▶ _Action item_: Your answer should be every line from the records that contains "PartialEq".

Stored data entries

"""

type OnChunk = Box<dyn FnMut(&IdTable, Duration) + Send>;
type OnFinish = Box<dyn FnOnce(bool) + Send>;

struct CallbackProducer {
    inner: BoxedChunkProducer,
    on_chunk: OnChunk,
    on_finish: Option<OnFinish>,
    last_yield: Instant,
}

impl ChunkProducer for CallbackProducer {
    fn next_chunk(&mut self) -> Result<Option<IdTable>> {
        match self.inner.next_chunk() {
            Ok(Some(chunk)) => {
                (self.on_chunk)(&chunk, self.last_yield.elapsed());
                self.last_yield = Instant::now();
                Ok(Some(chunk))
            }
            Ok(None) => {
                if let Some(on_finish) = self.on_finish.take() {
                    on_finish(false);
                }
                Ok(None)
            }
            Err(error) => {
                if let Some(on_finish) = self.on_finish.take() {
                    on_finish(true);
                }
                Err(error)
            }
        }
    }
}

impl Drop for CallbackProducer {
    fn drop(&mut self) {
        // Early stop: the consumer went away before the stream ended.
        if let Some(on_finish) = self.on_finish.take() {
            on_finish(false);
        }
    }
}

struct LimitOffsetProducer {
    inner: BoxedChunkProducer,
    remaining_offset: u64,
    remaining_limit: u64,
    on_chunk: Box<dyn FnMut(Duration, &IdTable) + Send>,
    last_yield: Instant,
    exhausted: bool,
}
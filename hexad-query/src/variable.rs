//! Query variables and their column bindings

use rustc_hash::FxHashMap;
use std::fmt;

/// A SPARQL variable, including the leading `?`.
#[derive(Clone, PartialEq, Eq, PartialOrd, Ord, Hash, Debug)]
pub struct Variable(String);

impl Variable {
    /// Create a variable from its name (e.g. `"?x"`).
    pub fn new(name: impl Into<String>) -> Self {
        Self(name.into())
    }

    /// The variable's name.
    pub fn name(&self) -> &str {
        &self.0
    }
}

impl fmt::Display for Variable {
    fn fmt(&self, f: &mut fmt::Formatter<'_>) -> fmt::Result {
        f.write_str(&self.0)
    }
}

/// Whether a column may contain `UNDEFINED`.
#[derive(Clone, Copy, PartialEq, Eq, Debug)]
pub enum Definedness {
    AlwaysDefined,
    PossiblyUndefined,
}

/// A variable's output column and its definedness annotation.
#[derive(Clone, Copy, Debug)]
pub struct ColumnIndexAndTypeInfo {
    pub column_index: usize,
    pub definedness: Definedness,
}

impl ColumnIndexAndTypeInfo {
    /// Column that never contains `UNDEFINED`.
    pub fn always_defined(column_index: usize) -> Self {
        Self {
            column_index,
            definedness: Definedness::AlwaysDefined,
        }
    }

    /// Column that may contain `UNDEFINED`.
    pub fn possibly_undefined(column_index: usize) -> Self {
        Self {
            column_index,
            definedness: Definedness::PossiblyUndefined,
        }
    }
}

/// Mapping from variable to output column.
pub type VariableToColumnMap = FxHashMap<Variable, ColumnIndexAndTypeInfo>;
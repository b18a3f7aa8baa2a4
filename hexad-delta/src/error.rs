//! Error types for the delta overlay

use hexad_core::CoreError;
use thiserror::Error;

/// Result type alias using our Error
pub type Result<T> = std::result::Result<T, DeltaError>;

/// Delta overlay errors
#[derive(Error, Debug)]
pub enum DeltaError {
    /// Error from hexad-core (block fetch, vocabulary)
    #[error("core error: {0}")]
    Core(#[from] CoreError),

    /// A handle did not resolve to a live entry
    #[error("stale located-triple handle")]
    StaleHandle,
}
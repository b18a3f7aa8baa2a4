//! Runtime gate for expensive result invariant checks
//!
//! Sort-order and definedness verification walk every row of every chunk.
//! They are on by default in debug builds and can be toggled at runtime
//! (e.g. by an engine flag in release deployments). Skipping the checks
//! never changes the data a result emits.

use std::sync::atomic::{AtomicBool, Ordering};

static EXPENSIVE_CHECKS: AtomicBool = AtomicBool::new(cfg!(debug_assertions));

/// Whether per-row result verification is currently enabled.
pub fn expensive_checks_enabled() -> bool {
    EXPENSIVE_CHECKS.load(Ordering::Relaxed)
}

/// Enable or disable per-row result verification.
pub fn set_expensive_checks_enabled(enabled: bool) {
    EXPENSIVE_CHECKS.store(enabled, Ordering::Relaxed);
}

"""

▶ _Written response_:
#[derive(Clone, PartialEq, Eq, PartialOrd, Ord, Hash, Debug)]
#[derive(Clone, Copy, PartialEq, Eq, Debug)]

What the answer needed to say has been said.